# GHK-Cu Dosage in Research: Doses, Routes, and Half-Life Studied

> GHK-Cu dosage as studied, not prescribed: fibroblast collagen at 10⁻¹² to 10⁻⁹ M, topical 0.05–2%, rodent IP and intranasal protocols, and why no validated human half-life exists. Research-context only.

The concentrations, routes, and stability conditions reported in published work — described as study parameters, never as a human protocol.

## GHK-Cu dosage in research: concentrations and routes studied

GHK-Cu dosage in the research literature spans cell-culture concentrations and animal protocols, and nothing here is a human dosing recommendation. In fibroblast culture, collagen synthesis was studied across 10⁻¹² to 10⁻⁹ M, with onset at 10⁻¹² to 10⁻¹¹ M and a peak near 10⁻⁹ M [1]. Topical cosmetic and clinical formulations have been studied at roughly 0.05% to 2% (w/w) in creams, serums, and gels.
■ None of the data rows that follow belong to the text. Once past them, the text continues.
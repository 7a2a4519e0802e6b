//! Diagnostic export of the compiled network

use trine_core::*;

#[test]
fn test_export_graph_and_legend() {
    let mut engine = ReteEngine::new();
    engine
        .compile(
            &RuleDefinition::new("colleague")
                .with_condition(Condition::vars("?x", "knows", "?y"))
                .with_condition(Condition::with_constant("?y", "worksAt", "acme")),
        )
        .unwrap();
    engine
        .compile(
            &RuleDefinition::new("quoted \"name\"")
                .with_condition(Condition::vars("?x", "knows", "?y")),
        )
        .unwrap();

    let mut graph = Vec::new();
    let mut legend = Vec::new();
    engine.export_graph(&mut graph, &mut legend).unwrap();

    let graph = String::from_utf8(graph).unwrap();
    let legend = String::from_utf8(legend).unwrap();

    assert!(graph.starts_with("digraph ReteNetwork {"));
    assert!(graph.trim_end().ends_with('}'));
    assert!(graph.contains("P quoted \\\"name\\\""));
    assert_eq!(graph.matches(" -> ").count(), 5 + 2);

    let node_lines = legend.lines().filter(|line| line.trim_start().starts_with('n')).count();
    assert_eq!(node_lines, engine.network().nodes().len());
    assert!(legend.contains("Alpha memories"));
    assert!(legend.contains("\"worksAt acme\""));
}

#[test]
fn test_export_does_not_disturb_batch_state() {
    let mut engine = ReteEngine::new();
    engine
        .compile(&RuleDefinition::new("R1").with_condition(Condition::vars("?x", "knows", "?y")))
        .unwrap();
    engine.evaluate([Fact::new("alice", "knows", "bob")]).unwrap();
    let before = engine.stats();

    let mut graph = Vec::new();
    let mut legend = Vec::new();
    engine.export_graph(&mut graph, &mut legend).unwrap();

    assert_eq!(engine.stats(), before);
    assert!(String::from_utf8(legend).unwrap().contains("facts=1"));
}
use crate::alpha_memory::AlphaMemory;
use crate::config::ReteConfig;
use crate::conflict_resolution::RuleScore;
use crate::error::{ReteError, ReteResult};
use crate::rete_network::{Bindings, NetworkStats, ReteNetwork};
use crate::rule_visualization;
use crate::types::{Fact, NodeId, RuleDefinition, TokenId};
use serde::{Deserialize, Serialize};
use std::collections::{BTreeSet, HashMap};
use std::io::Write;
use tracing::{debug, info, instrument};

/// Bindings of every rule satisfied by one batch, keyed by rule name
#[derive(Debug, Clone, Default, PartialEq, Serialize, Deserialize)]
pub struct MatchResult {
    pub rules: HashMap<String, Bindings>,
}

impl MatchResult {
    pub fn is_satisfied(&self, rule_name: &str) -> bool {
        self.rules.contains_key(rule_name)
    }

    pub fn bindings_for(&self, rule_name: &str) -> Option<&Bindings> {
        self.rules.get(rule_name)
    }

    /// Satisfied rule names in sorted order
    pub fn rule_names(&self) -> BTreeSet<&str> {
        self.rules.keys().map(String::as_str).collect()
    }

    pub fn len(&self) -> usize {
        self.rules.len()
    }

    pub fn is_empty(&self) -> bool {
        self.rules.is_empty()
    }

    pub fn to_json(&self) -> serde_json::Result<String> {
        serde_json::to_string_pretty(self)
    }
}

/// Compiles rules once and evaluates many fact batches against them
///
/// One batch at a time: `evaluate` takes `&mut self`, and post-evaluation queries read the
/// state it left behind until the next call.
#[derive(Debug)]
pub struct ReteEngine {
    network: ReteNetwork,
    config: ReteConfig,
}

impl Default for ReteEngine {
    fn default() -> Self {
        Self::new()
    }
}

impl ReteEngine {
    /// Create an engine with default limits
    pub fn new() -> Self {
        info!("Creating new Trine engine");
        Self { network: ReteNetwork::new(), config: ReteConfig::default() }
    }

    /// Create an engine with explicit limits
    #[instrument]
    pub fn with_config(config: ReteConfig) -> ReteResult<Self> {
        config.validate()?;
        info!("Creating Trine engine with custom configuration");

        let mut network = ReteNetwork::new();
        network.set_log_duplicate_facts(config.log_duplicate_facts);
        Ok(Self { network, config })
    }

    pub fn config(&self) -> &ReteConfig {
        &self.config
    }

    /// Compile one rule into the network
    ///
    /// Compiling the same name twice builds a second production path; name-based queries
    /// then resolve to the newer one.
    #[instrument(skip(self, rule), fields(rule = %rule.name))]
    pub fn compile(&mut self, rule: &RuleDefinition) -> ReteResult<NodeId> {
        if rule.name.len() > self.config.max_rule_name_length {
            return Err(ReteError::limit(
                format!("rule name of {} is too long", rule.name),
                self.config.max_rule_name_length,
                rule.name.len(),
            ));
        }
        if rule.conditions.len() > self.config.max_conditions_per_rule {
            return Err(ReteError::limit(
                format!("rule {} has too many conditions", rule.name),
                self.config.max_conditions_per_rule,
                rule.conditions.len(),
            ));
        }

        self.network.add_rule_definition(rule)
    }

    /// Compile several rules, stopping at the first rejected one
    #[instrument(skip(self, rules))]
    pub fn compile_all<'a, I>(&mut self, rules: I) -> ReteResult<()>
    where
        I: IntoIterator<Item = &'a RuleDefinition>,
    {
        let mut compiled = 0usize;
        for rule in rules {
            self.compile(rule)?;
            compiled += 1;
        }
        info!(rule_count = compiled, "Compiled rule set");
        Ok(())
    }

    /// Reset per-batch state, insert every fact, and collect bindings of satisfied rules
    ///
    /// A batch over the configured limit is rejected before any state is touched, so the
    /// previous batch's results stay queryable.
    #[instrument(skip(self, facts))]
    pub fn evaluate<I>(&mut self, facts: I) -> ReteResult<MatchResult>
    where
        I: IntoIterator<Item = Fact>,
    {
        let facts: Vec<Fact> = facts.into_iter().collect();
        if facts.len() > self.config.max_facts_per_batch {
            return Err(ReteError::limit(
                "fact batch is too large",
                self.config.max_facts_per_batch,
                facts.len(),
            ));
        }

        self.network.reset();

        let submitted = facts.len();
        let mut inserted = 0usize;
        for fact in facts {
            if self.network.add_fact(fact)? {
                inserted += 1;
            }
        }

        let mut result = MatchResult::default();
        for rule_name in self.network.satisfied_rule_names() {
            if let Some(bindings) = self.network.bindings(&rule_name)? {
                result.rules.insert(rule_name, bindings);
            }
        }

        debug!(stats = %self.network.stats(), "Batch state after evaluation");
        info!(
            facts_submitted = submitted,
            facts_inserted = inserted,
            rules_satisfied = result.len(),
            "Completed fact batch"
        );
        Ok(result)
    }

    // ------------------------------------------------------------------------
    // Post-evaluation queries, valid until the next `evaluate`
    // ------------------------------------------------------------------------

    pub fn satisfied_rule_names(&self) -> BTreeSet<String> {
        self.network.satisfied_rule_names()
    }

    /// Strictly most specific satisfied rule; a tie is an ambiguous-conflict error
    pub fn most_specific_rule_name(&self) -> ReteResult<Option<String>> {
        self.network.most_specific_rule_name()
    }

    pub fn rule_scores(&self) -> ReteResult<Vec<RuleScore>> {
        self.network.rule_scores()
    }

    /// Bindings of a rule in the current batch; `Ok(None)` when it is not satisfied
    pub fn bindings_for(&self, rule_name: &str) -> ReteResult<Option<Bindings>> {
        self.network.bindings(rule_name)
    }

    // ------------------------------------------------------------------------
    // Introspection
    // ------------------------------------------------------------------------

    pub fn is_rule_registered(&self, rule_name: &str) -> bool {
        self.network.is_rule_registered(rule_name)
    }

    pub fn registered_rule_count(&self) -> usize {
        self.network.registered_rule_count()
    }

    pub fn alpha_memory(&self, pattern: &str) -> Option<&AlphaMemory> {
        self.network.pattern_index().lookup(pattern)
    }

    pub fn production_node(&self, rule_name: &str) -> Option<NodeId> {
        self.network.production_node(rule_name)
    }

    pub fn children_of(&self, node: NodeId) -> ReteResult<&[NodeId]> {
        self.network.children_of(node)
    }

    pub fn tokens_in(&self, node: NodeId) -> ReteResult<Vec<TokenId>> {
        self.network.tokens_in(node)
    }

    pub fn stats(&self) -> NetworkStats {
        self.network.stats()
    }

    pub fn network(&self) -> &ReteNetwork {
        &self.network
    }

    /// Write a Graphviz description of the network and a plain-text legend
    #[instrument(skip_all)]
    pub fn export_graph(
        &self,
        graph_sink: &mut dyn Write,
        legend_sink: &mut dyn Write,
    ) -> anyhow::Result<()> {
        rule_visualization::export_graph(&self.network, graph_sink, legend_sink)
    }
}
Animal systemic studies used routes and amounts specific to each model: intraperitoneal dosing in mouse pulmonary and silicosis models, oral gavage in mouse colitis, and intranasal dosing in aging and cognition studies. The human hair-loss RCT applied a 5-ALA + GHK topical complex at 50–100 mg/mL to the scalp [4]. These are documented study parameters — species, route, and concentration — not protocols for use.

## Half-life and pharmacokinetics in research

No rigorous human pharmacokinetic half-life has been published for GHK-Cu. The free tripeptide (340.38 Da) is rapidly cleared by plasma peptidases; a rat HPLC study documented GHK being rapidly metabolized to the dipeptide histidyl-lysine after intravenous dosing [11]. Secondary literature cites a short systemic elimination on the order of one to two hours, with the copper-chelated complex being more stable than free GHK.

Topical behavior is different from systemic clearance. Rather than circulating and being cleared, applied GHK-Cu forms a dermal copper depot — about 97 ug/cm² retained over 48 hours in a human skin-penetration study [5] — giving prolonged local availability at the application site. For sourcing purposes, the takeaway is blunt: injectable or systemic GHK-Cu dosing protocols circulated in community contexts have no peer-reviewed human pharmacokinetic basis.

## Stability and formulation conditions

Stability is where the chemistry becomes a practical sourcing signal. The GHK-Cu complex has a very high copper stability constant (log K ~16.4) and is most stable near pH 5–6.5 at a 1:1 copper-to-peptide ratio [6]. The blue-violet color of a reconstituted solution is the expected copper(II) absorption and indicates an intact complex; a brown or green shift indicates oxidation or precipitation.

The incompatibilities are specific. Strong reducing agents — ascorbic acid below about pH 3.5 — reduce Cu(II) and break the complex, and AHAs, BHAs, and other low-pH actives can destabilize it or compete for copper. Because free GHK is highly hydrophilic (clogP -2.24), passive skin penetration is limited; palmitoylation (Pal-GHK, clogP ~1.14), liposomal encapsulation, ionic-liquid microemulsions, and microneedle pretreatment are the documented strategies to improve delivery [14].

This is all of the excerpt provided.